How to use Odoo for a retail shop?

Install the POS module, load products with GST tax codes, connect a payment terminal (Tyro, Linkly or Square), pair a receipt printer and barcode scanner, and create a register per till. Cashiers open a session, scan items, take payment, and close the session at end of day. Sales, stock movements and GST post automatically to Odoo Accounting.

Which is the best POS software for retail?

For single-store boutique retail, Square or Lightspeed Retail are hard to beat on simplicity. For multi-store retail with deep inventory, purchasing and supplier management, Odoo POS paired with Odoo Inventory is the strongest mid-market option in Australia. The decision usually comes down to whether you want a standalone POS or POS as part of one connected ERP.

What is Odoo Australia?

Odoo is a Belgian open-source ERP used by more than twelve million people worldwide. It is not an Australian company, but it ships a full Australian localisation — GST, BAS, ABA, TPAR, STP and Peppol — and is delivered locally through a partner network. Odoo Australia generally refers to that local partner community and the Australian-specific feature set inside the product.

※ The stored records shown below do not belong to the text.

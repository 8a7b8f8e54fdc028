//! Production HTTP transport backed by reqwest.

use async_trait::async_trait;

use crate::ports::http::{HttpClient, HttpRequest, HttpResponse, Method, TransportError};

pub struct ReqwestClient {
    inner: reqwest::Client,
}

impl ReqwestClient {
    // TODO: configure a request timeout here; today a stalled call leaves the
    // owning unit loading forever (matches the current contract, still a gap).
    pub fn new() -> Self {
        Self {
            inner: reqwest::Client::new(),
        }
    }
}

impl Default for ReqwestClient {
    fn default() -> Self {
        Self::new()
    }
}

#[async_trait]
impl HttpClient for ReqwestClient {
    async fn send(&self, request: HttpRequest) -> Result<HttpResponse, TransportError> {
        let mut builder = match request.method {
            Method::Get => self.inner.get(&request.url),
            Method::Post => self.inner.post(&request.url),
            Method::Put => self.inner.put(&request.url),
        };

        for (name, value) in &request.headers {
            builder = builder.header(name, value);
        }
        if let Some(body) = &request.body {
            builder = builder.json(body);
        }

        // Any status that arrives is a response; only I/O failures map to Err.
        let response = builder
            .send()
            .await
            .map_err(|e| TransportError(e.to_string()))?;

        let status = response.status().as_u16();
        let body = response
            .bytes()
            .await
            .map_err(|e| TransportError(e.to_string()))?
            .to_vec();

        Ok(HttpResponse { status, body })
    }
}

What is the 200 day rule in Australia?

Not applicable to Odoo POS. The 200 day rule is an immigration test for tax residency, unrelated to retail point-of-sale software. Australian retailers running Odoo POS need to meet ATO requirements for tax invoices, GST reporting on the BAS, record-keeping for at least five years, and Fair Work payroll obligations through STP Phase 2.